We enter, I prepare a bowl for the candy, slice both bags open and pour them in.
Cecily uses her phone to bring up a playlist she’s prepared for the next two months. It starts with “The Monster Mash” and then moves to newer songs I’m not a huge fan of, but they stay within the seasonal theme and Cecily enjoys them.
It will take us an hour or two, but once we get the village set up, the coffee table in the living room will be unusable for the rest of the season.
Cecily munches candy corn and follows me underfoot as I go through the boxes in the spare room, looking for the one labeled “Spookyville”.
That’s the name I’ve given to the collectable ceramic town I’ve accrued over the last decade.
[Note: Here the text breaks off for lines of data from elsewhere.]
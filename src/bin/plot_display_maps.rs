use std::path::PathBuf;

use anyhow::{Context, Result};
use clap::Parser;
use log::info;

use difumo_segmentation::config::{self, Selection, ALL};
use difumo_segmentation::plot::color::ContourStyle;
use difumo_segmentation::plot::{plot_atlases_image, DisplayConfig};

/// Render JPEG reports of the segmented DiFuMo atlases
#[derive(Parser, Debug)]
#[command(name = "plot-display-maps", version, long_about = None)]
struct Args {
    /// Project root the default paths hang off
    #[arg(long, default_value_os_t = config::project_root())]
    root: PathBuf,

    /// Segmented dataset [default: <root>/data/processed/segmented_difumo_atlases]
    #[arg(short, long)]
    input_path: Option<PathBuf>,

    /// Reports directory [default: <root>/reports]
    #[arg(short, long)]
    output_path: Option<PathBuf>,

    /// Number of dimensions: 64, 128, 256, 512, 1024 or -1 for all
    #[arg(short, long, default_value_t = ALL, allow_negative_numbers = true)]
    dim: i32,

    /// Resolution in mm: 2, 3 or -1 for all
    #[arg(short, long, default_value_t = ALL, allow_negative_numbers = true)]
    res: i32,

    /// Contour level as a fraction of each component's maximum
    #[arg(long, default_value_t = 0.33)]
    percent: f32,

    /// Outline every non-zero voxel instead
    #[arg(long, default_value_t = false)]
    no_threshold: bool,

    /// One colour per component outline instead of black
    #[arg(long, default_value_t = false)]
    colored: bool,

    /// Pixels per voxel
    #[arg(long, default_value_t = 3)]
    zoom: u32,

    /// Enable verbose logging
    #[arg(short, long, default_value_t = false)]
    verbose: bool,
}

fn main() -> Result<()> {
    let args = Args::parse();

    env_logger::Builder::from_default_env()
        .filter_level(if args.verbose {
            log::LevelFilter::Debug
        } else {
            log::LevelFilter::Info
        })
        .init();

    let mut config = DisplayConfig::under(&args.root);
    if let Some(input) = args.input_path {
        config.input_dir = input;
    }
    if let Some(output) = args.output_path {
        config.reports_dir = output;
    }
    config.selection = Selection::resolve(args.dim, args.res).context("Invalid atlas selection")?;
    config.percent = (!args.no_threshold).then_some(args.percent);
    config.contour = if args.colored {
        ContourStyle::Distinct
    } else {
        ContourStyle::Black
    };
    config.zoom = args.zoom;

    let summary = plot_atlases_image(&config).with_context(|| {
        format!("Plotting atlases from {} failed", config.input_dir.display())
    })?;

    let images: usize = summary.outputs.iter().map(|o| o.components.len() + 1).sum();
    info!(
        "wrote {images} images under {}",
        config.reports_dir.display()
    );
    Ok(())
}
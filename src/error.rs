use std::path::{Path, PathBuf};

use thiserror::Error;

// ---------------------------------------------------------------------------
// Error taxonomy shared by both pipelines
// ---------------------------------------------------------------------------

/// Everything that can stop a segmentation or rendering run.
#[derive(Debug, Error)]
pub enum PipelineError {
    /// Invalid dimension / resolution / threshold arguments.
    #[error("invalid configuration: {0}")]
    Config(String),

    /// A file could not be read, created or written.
    #[error("I/O error on {}: {source}", path.display())]
    Io {
        path: PathBuf,
        #[source]
        source: std::io::Error,
    },

    /// Network or remote data store failure.
    #[error("failed to fetch {url}: {reason}")]
    Fetch { url: String, reason: String },

    /// File content that does not parse as the expected format.
    #[error("malformed {kind} file {}: {reason}", path.display())]
    Format {
        kind: &'static str,
        path: PathBuf,
        reason: String,
    },

    /// Geometry disagreement between volumes, masks or ratio matrices.
    #[error("shape mismatch: {0}")]
    Shape(String),

    /// Image encoding or saving failure.
    #[error("failed to render {}: {source}", path.display())]
    Render {
        path: PathBuf,
        #[source]
        source: image::ImageError,
    },
}

pub type Result<T> = std::result::Result<T, PipelineError>;

impl PipelineError {
    pub fn io(path: &Path, source: std::io::Error) -> Self {
        PipelineError::Io {
            path: path.to_path_buf(),
            source,
        }
    }

    pub fn format(kind: &'static str, path: &Path, reason: impl Into<String>) -> Self {
        PipelineError::Format {
            kind,
            path: path.to_path_buf(),
            reason: reason.into(),
        }
    }

    pub fn fetch(url: &str, reason: impl ToString) -> Self {
        PipelineError::Fetch {
            url: url.to_string(),
            reason: reason.to_string(),
        }
    }

    /// `true` when the underlying cause is a missing file.
    pub fn is_not_found(&self) -> bool {
        matches!(
            self,
            PipelineError::Io { source, .. } if source.kind() == std::io::ErrorKind::NotFound
        )
    }
}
Christmas villages have been a staple among those collectors for ages, so it’s only fair that the Halloween industry caught up in recent years.
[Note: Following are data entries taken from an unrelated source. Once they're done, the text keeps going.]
//! Remote data store client.
//!
//! Mirrors the download-cache layout of the atlases and the structural
//! template under the input directory, and only hits the network when a file
//! of that layout is missing.

use std::fs::{self, File};
use std::io::{self, Cursor};
use std::path::{Path, PathBuf};
use std::time::Duration;

use log::{debug, info};
use zip::ZipArchive;

use crate::config::{Dimension, Resolution};
use crate::error::{PipelineError, Result};

const ICBM152_URL: &str =
    "https://www.bic.mni.mcgill.ca/~vfonov/icbm/2009/mni_icbm152_nlin_sym_09a_nifti.zip";
const ICBM152_DIR: &str = "icbm152_2009";
const ICBM152_SUBDIR: &str = "mni_icbm152_nlin_sym_09a";
const DIFUMO_DIR: &str = "difumo_atlases";

/// OSF project holding the archive of each dictionary size.
fn difumo_osf_id(dim: Dimension) -> &'static str {
    match dim.get() {
        64 => "pqu9r",
        128 => "wjvd5",
        256 => "3vrct",
        512 => "9b76y",
        _ => "34792",
    }
}

pub fn difumo_url(dim: Dimension) -> String {
    format!("https://osf.io/{}/download", difumo_osf_id(dim))
}

// ---------------------------------------------------------------------------
// Cache layout
// ---------------------------------------------------------------------------

/// Local files of one DiFuMo atlas.
#[derive(Debug, Clone, PartialEq, Eq)]
pub struct DifumoFiles {
    pub maps: PathBuf,
    pub labels: PathBuf,
}

impl DifumoFiles {
    pub fn under(data_dir: &Path, dim: Dimension, res: Resolution) -> Self {
        let root = data_dir.join(DIFUMO_DIR).join(dim.to_string());
        DifumoFiles {
            maps: root.join(format!("{}mm", res.mm())).join("maps.nii.gz"),
            labels: root.join(format!("labels_{dim}_dictionary.csv")),
        }
    }

    fn all(&self) -> [&Path; 2] {
        [&self.maps, &self.labels]
    }
}

/// Local tissue probability maps of the ICBM152 2009 template.
#[derive(Debug, Clone, PartialEq, Eq)]
pub struct Icbm152Files {
    pub gm: PathBuf,
    pub wm: PathBuf,
    pub csf: PathBuf,
}

impl Icbm152Files {
    pub fn under(data_dir: &Path) -> Self {
        let root = data_dir.join(ICBM152_DIR).join(ICBM152_SUBDIR);
        let tissue = |t: &str| root.join(format!("mni_icbm152_{t}_tal_nlin_sym_09a.nii"));
        Icbm152Files {
            gm: tissue("gm"),
            wm: tissue("wm"),
            csf: tissue("csf"),
        }
    }

    fn all(&self) -> [&Path; 3] {
        [&self.gm, &self.wm, &self.csf]
    }
}

// ---------------------------------------------------------------------------
// Fetcher
// ---------------------------------------------------------------------------

/// Cache-first downloader.
///
/// Offline fetchers never open a connection and report uncached files as
/// missing files.
pub struct Fetcher {
    client: Option<reqwest::blocking::Client>,
}

impl Fetcher {
    pub fn new() -> Result<Self> {
        let client = reqwest::blocking::Client::builder()
            .timeout(None::<Duration>)
            .build()
            .map_err(|e| PipelineError::fetch("http client", e))?;
        Ok(Fetcher {
            client: Some(client),
        })
    }

    pub fn offline() -> Self {
        Fetcher { client: None }
    }

    /// Make sure the maps and labels of one atlas are on disk.
    pub fn difumo(&self, data_dir: &Path, dim: Dimension, res: Resolution) -> Result<DifumoFiles> {
        let files = DifumoFiles::under(data_dir, dim, res);
        self.ensure(&difumo_url(dim), &data_dir.join(DIFUMO_DIR), &files.all())?;
        Ok(files)
    }

    /// Make sure the GM/WM/CSF maps of the template are on disk.
    pub fn icbm152(&self, data_dir: &Path) -> Result<Icbm152Files> {
        let files = Icbm152Files::under(data_dir);
        self.ensure(ICBM152_URL, &data_dir.join(ICBM152_DIR), &files.all())?;
        Ok(files)
    }

    fn ensure(&self, url: &str, dest_dir: &Path, expected: &[&Path]) -> Result<()> {
        let missing: Vec<&Path> = expected.iter().copied().filter(|p| !p.is_file()).collect();
        if missing.is_empty() {
            debug!("using cached files in {}", dest_dir.display());
            return Ok(());
        }
        let Some(client) = &self.client else {
            let source = io::Error::new(io::ErrorKind::NotFound, "not in the offline cache");
            return Err(PipelineError::io(missing[0], source));
        };

        info!("downloading {url}");
        let bytes = download(client, url)?;
        fs::create_dir_all(dest_dir).map_err(|e| PipelineError::io(dest_dir, e))?;
        let written = extract_zip(&bytes, dest_dir).map_err(|e| match e {
            ExtractError::Io(path, source) => PipelineError::io(&path, source),
            ExtractError::Zip(z) => PipelineError::fetch(url, format!("bad archive: {z}")),
        })?;
        info!("extracted {written} files to {}", dest_dir.display());

        if let Some(still) = expected.iter().find(|p| !p.is_file()) {
            return Err(PipelineError::fetch(
                url,
                format!("archive does not contain {}", still.display()),
            ));
        }
        Ok(())
    }
}

fn download(client: &reqwest::blocking::Client, url: &str) -> Result<Vec<u8>> {
    let response = client
        .get(url)
        .send()
        .map_err(|e| PipelineError::fetch(url, e))?;
    if !response.status().is_success() {
        return Err(PipelineError::fetch(
            url,
            format!("HTTP {}", response.status()),
        ));
    }
    let bytes = response.bytes().map_err(|e| PipelineError::fetch(url, e))?;
    Ok(bytes.to_vec())
}

enum ExtractError {
    Io(PathBuf, io::Error),
    Zip(zip::result::ZipError),
}

impl From<zip::result::ZipError> for ExtractError {
    fn from(e: zip::result::ZipError) -> Self {
        ExtractError::Zip(e)
    }
}

/// Unpack an in-memory zip under `dest_dir`. Entries that would land
/// outside of it are skipped. Returns the number of files written.
fn extract_zip(bytes: &[u8], dest_dir: &Path) -> std::result::Result<usize, ExtractError> {
    let mut archive = ZipArchive::new(Cursor::new(bytes))?;
    let mut written = 0;

    for i in 0..archive.len() {
        let mut entry = archive.by_index(i)?;
        let outpath = match entry.enclosed_name() {
            Some(path) => dest_dir.join(path),
            None => continue,
        };

        if entry.is_dir() {
            fs::create_dir_all(&outpath).map_err(|e| ExtractError::Io(outpath.clone(), e))?;
            continue;
        }
        if let Some(parent) = outpath.parent() {
            fs::create_dir_all(parent).map_err(|e| ExtractError::Io(parent.to_path_buf(), e))?;
        }
        let mut outfile =
            File::create(&outpath).map_err(|e| ExtractError::Io(outpath.clone(), e))?;
        io::copy(&mut entry, &mut outfile).map_err(|e| ExtractError::Io(outpath.clone(), e))?;
        written += 1;
    }
    Ok(written)
}
fn decode_values<B: ByteOrder>(raw: &[u8], datatype: i16) -> Vec<f32> {
    match datatype {
        DT_UINT8 => raw.iter().map(|&b| f32::from(b)).collect(),
        DT_INT8 => raw.iter().map(|&b| f32::from(b as i8)).collect(),
        DT_INT16 => raw.chunks_exact(2).map(|c| f32::from(B::read_i16(c))).collect(),
        DT_UINT16 => raw.chunks_exact(2).map(|c| f32::from(B::read_u16(c))).collect(),
        DT_INT32 => raw.chunks_exact(4).map(|c| B::read_i32(c) as f32).collect(),
        DT_UINT32 => raw.chunks_exact(4).map(|c| B::read_u32(c) as f32).collect(),
        DT_FLOAT32 => raw.chunks_exact(4).map(B::read_f32).collect(),
        DT_FLOAT64 => raw.chunks_exact(8).map(|c| B::read_f64(c) as f32).collect(),
        _ => Vec::new(),
    }
}

// ---------------------------------------------------------------------------
// Writing
// ---------------------------------------------------------------------------

/// Save as float32; gzip-compressed when the path ends in `.gz`.
pub fn write_volume(volume: &Volume, path: &Path) -> Result<()> {
    let bytes = encode(volume);
    let gzip = path
        .extension()
        .and_then(|e| e.to_str())
        .is_some_and(|e| e.eq_ignore_ascii_case("gz"));
    let payload = if gzip {
        let mut enc = GzEncoder::new(Vec::new(), Compression::default());
        enc.write_all(&bytes)
            .and_then(|_| enc.finish())
            .map_err(|e| PipelineError::io(path, e))?
    } else {
        bytes
    };
    std::fs::write(path, payload).map_err(|e| PipelineError::io(path, e))
}

fn encode(volume: &Volume) -> Vec<u8> {
    let h = &volume.header;
    let shape = volume.data.shape();
    let mut buf = vec![0u8; VOX_OFFSET];

    type E = LittleEndian;
    E::write_i32(&mut buf[offsets::SIZEOF_HDR..], HEADER_SIZE as i32);
    let mut dim = [1i16; 8];
    dim[0] = 4;
    for i in 0..4 {
        dim[i + 1] = shape[i] as i16;
    }
    for (i, d) in dim.iter().enumerate() {
        E::write_i16(&mut buf[offsets::DIM + 2 * i..], *d);
    }
    E::write_i16(&mut buf[offsets::INTENT_CODE..], h.intent_code);
    E::write_i16(&mut buf[offsets::DATATYPE..], DT_FLOAT32);
    E::write_i16(&mut buf[offsets::BITPIX..], 32);
    let mut pixdim = h.pixdim;
    if pixdim[0] != -1.0 {
        pixdim[0] = 1.0;
    }
    for (i, p) in pixdim.iter().enumerate() {
        E::write_f32(&mut buf[offsets::PIXDIM + 4 * i..], *p);
    }
    E::write_f32(&mut buf[offsets::VOX_OFFSET..], VOX_OFFSET as f32);
    E::write_f32(&mut buf[offsets::SCL_SLOPE..], 1.0);
    E::write_f32(&mut buf[offsets::SCL_INTER..], 0.0);
    buf[offsets::XYZT_UNITS] = h.xyzt_units;
    let descrip = h.descrip.as_bytes();
    let n = descrip.len().min(79);
    buf[offsets::DESCRIP..offsets::DESCRIP + n].copy_from_slice(&descrip[..n]);
    E::write_i16(&mut buf[offsets::QFORM_CODE..], h.qform_code);
    E::write_i16(&mut buf[offsets::SFORM_CODE..], h.sform_code);
    for i in 0..3 {
        E::write_f32(&mut buf[offsets::QUATERN_B + 4 * i..], h.quatern[i]);
        E::write_f32(&mut buf[offsets::QOFFSET_X + 4 * i..], h.qoffset[i]);
    }
    for (r, row) in h.srow.iter().enumerate() {
        for (c, v) in row.iter().enumerate() {
            E::write_f32(&mut buf[offsets::SROW_X + 16 * r + 4 * c..], *v);
        }
    }
    buf[offsets::MAGIC..offsets::MAGIC + 4].copy_from_slice(MAGIC);
    // bytes 348..352 stay zero: no header extensions

    buf.reserve(volume.data.len() * 4);
    let mut word = [0u8; 4];
    // Reversed axes iterate t, z, y, x with x fastest.
    for v in volume.data.view().reversed_axes().iter() {
        E::write_f32(&mut word, *v);
        buf.extend_from_slice(&word);
    }
    buf
}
“Maybe it’s in one of these,” Cecily says, pressing a finger against one of the three containers that don’t match the storage room’s black and orange color scheme.
The blue bins are similar in shape but I’ve lined them up against the far wall. Then I’ve stacked heavier Halloween bins on top to prevent a curious Cecily from opening them.
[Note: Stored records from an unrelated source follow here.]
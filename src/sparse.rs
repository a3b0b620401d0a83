use ndarray::Array2;

use crate::error::{PipelineError, Result};

// ---------------------------------------------------------------------------
// Compressed sparse row matrix
// ---------------------------------------------------------------------------

/// Row-compressed `f32` matrix. Explicit zeros are never stored.
#[derive(Debug, Clone, PartialEq, Default)]
pub struct CsrMatrix {
    nrows: usize,
    ncols: usize,
    indptr: Vec<usize>,
    indices: Vec<usize>,
    data: Vec<f32>,
}

impl CsrMatrix {
    /// Empty matrix with `ncols` columns; grow it with [`CsrMatrix::push_row`].
    pub fn new(ncols: usize) -> Self {
        CsrMatrix {
            nrows: 0,
            ncols,
            indptr: vec![0],
            indices: Vec::new(),
            data: Vec::new(),
        }
    }

    /// Append one row given as `(column, value)` pairs in ascending column order.
    pub fn push_row<I>(&mut self, entries: I)
    where
        I: IntoIterator<Item = (usize, f32)>,
    {
        for (col, value) in entries {
            debug_assert!(col < self.ncols);
            if value != 0.0 {
                self.indices.push(col);
                self.data.push(value);
            }
        }
        self.indptr.push(self.indices.len());
        self.nrows += 1;
    }

    /// Build from a dense row-major slice of `nrows × ncols` values.
    pub fn from_dense(values: &[f32], ncols: usize) -> Self {
        let mut m = CsrMatrix::new(ncols);
        if ncols == 0 {
            return m;
        }
        for row in values.chunks_exact(ncols) {
            m.push_row(row.iter().copied().enumerate());
        }
        m
    }

    pub fn nrows(&self) -> usize {
        self.nrows
    }

    pub fn ncols(&self) -> usize {
        self.ncols
    }

    /// Number of stored non-zero entries.
    pub fn nnz(&self) -> usize {
        self.data.len()
    }

    /// Stored `(column, value)` pairs of row `i`.
    pub fn row(&self, i: usize) -> impl Iterator<Item = (usize, f32)> + '_ {
        let span = self.indptr[i]..self.indptr[i + 1];
        self.indices[span.clone()]
            .iter()
            .copied()
            .zip(self.data[span].iter().copied())
    }

    /// `self · other`, accumulated in `f64` and returned dense.
    pub fn dot(&self, other: &CsrMatrix) -> Result<Array2<f64>> {
        if self.ncols != other.nrows {
            return Err(PipelineError::Shape(format!(
                "cannot multiply {}×{} by {}×{}",
                self.nrows, self.ncols, other.nrows, other.ncols
            )));
        }
        let mut out = Array2::<f64>::zeros((self.nrows, other.ncols));
        for i in 0..self.nrows {
            for (k, a) in self.row(i) {
                for (j, b) in other.row(k) {
                    out[[i, j]] += f64::from(a) * f64::from(b);
                }
            }
        }
        Ok(out)
    }
}

#[cfg(test)]
mod tests {
    use super::*;

    #[test]
    fn zeros_are_dropped() {
        let m = CsrMatrix::from_dense(&[0.0, 1.0, 0.0, 0.0, 0.0, 2.0], 3);
        assert_eq!(m.nrows(), 2);
        assert_eq!(m.nnz(), 2);
        assert_eq!(m.row(0).collect::<Vec<_>>(), vec![(1, 1.0)]);
        assert_eq!(m.row(1).collect::<Vec<_>>(), vec![(2, 2.0)]);
    }

    #[test]
    fn dot_matches_dense_product() {
        // [[1, 0, 2], [0, 3, 0]] · [[1, 2], [0, 1], [4, 0]]
        let a = CsrMatrix::from_dense(&[1.0, 0.0, 2.0, 0.0, 3.0, 0.0], 3);
        let b = CsrMatrix::from_dense(&[1.0, 2.0, 0.0, 1.0, 4.0, 0.0], 2);
        let c = a.dot(&b).unwrap();
        assert_eq!(c, ndarray::arr2(&[[9.0, 2.0], [0.0, 3.0]]));
    }

    #[test]
    fn dot_rejects_inner_mismatch() {
        let a = CsrMatrix::from_dense(&[1.0, 2.0], 2);
        let b = CsrMatrix::from_dense(&[1.0, 2.0, 3.0], 1);
        assert!(matches!(a.dot(&b), Err(PipelineError::Shape(_))));
    }

    #[test]
    fn empty_rows_are_kept() {
        let mut m = CsrMatrix::new(4);
        m.push_row(Vec::new());
        m.push_row(vec![(3, 5.0)]);
        assert_eq!(m.nrows(), 2);
        assert_eq!(m.row(0).count(), 0);
    }
}
/// Package name as published in the dataset manifest.
pub const PACKAGE_NAME: &str = "difumo_segmentation";

/// Where the code that generated a derivative dataset lives.
pub const CODE_URL: &str = "https://github.com/SIMEXP/difumo_segmentation";

/// Version of this software, taken from the Cargo manifest at build time.
pub fn version() -> &'static str {
    env!("CARGO_PKG_VERSION")
}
“No, those are just old clothes, honey.” She’s been told this several times.
“Here it is,” I say, attempting to redirect my young charge’s attention. I begin to pick up the box, then pause and look to the little girl. “Wait. When do you have to be home? Maybe we shouldn’t start this project now.”
“Missssss Maggie!” Cecily says, impatient and crossing her arms. Her huff is cute, but I think she knows that I’m kidding.
If Cecily’s mother knows or cares where the girl spends most of her after-school time, I certainly haven’t heard about it. Perhaps she’s afraid that if she talks to me about it, I’ll try to negotiate a pay-rate for all the free babysitting I’m providing.
We clear a space and begin unpacking the village. I’ve kept the houses in their original packaging where possible and wrapped all of the loose accessories in paper towels to keep the delicate pieces safe.
The smell of the old paper towels is one of those unexpected nostalgia triggers. I unroll a tiny polyresin Frankenstein’s monster and the moment the slightly-mildewed wood-pulp reaches my nose I get a hit of the feeling.
It’s the feeling I first remember having in the mid-seventies, watching Morticia Addams in re-runs and wanting my very own Lurch.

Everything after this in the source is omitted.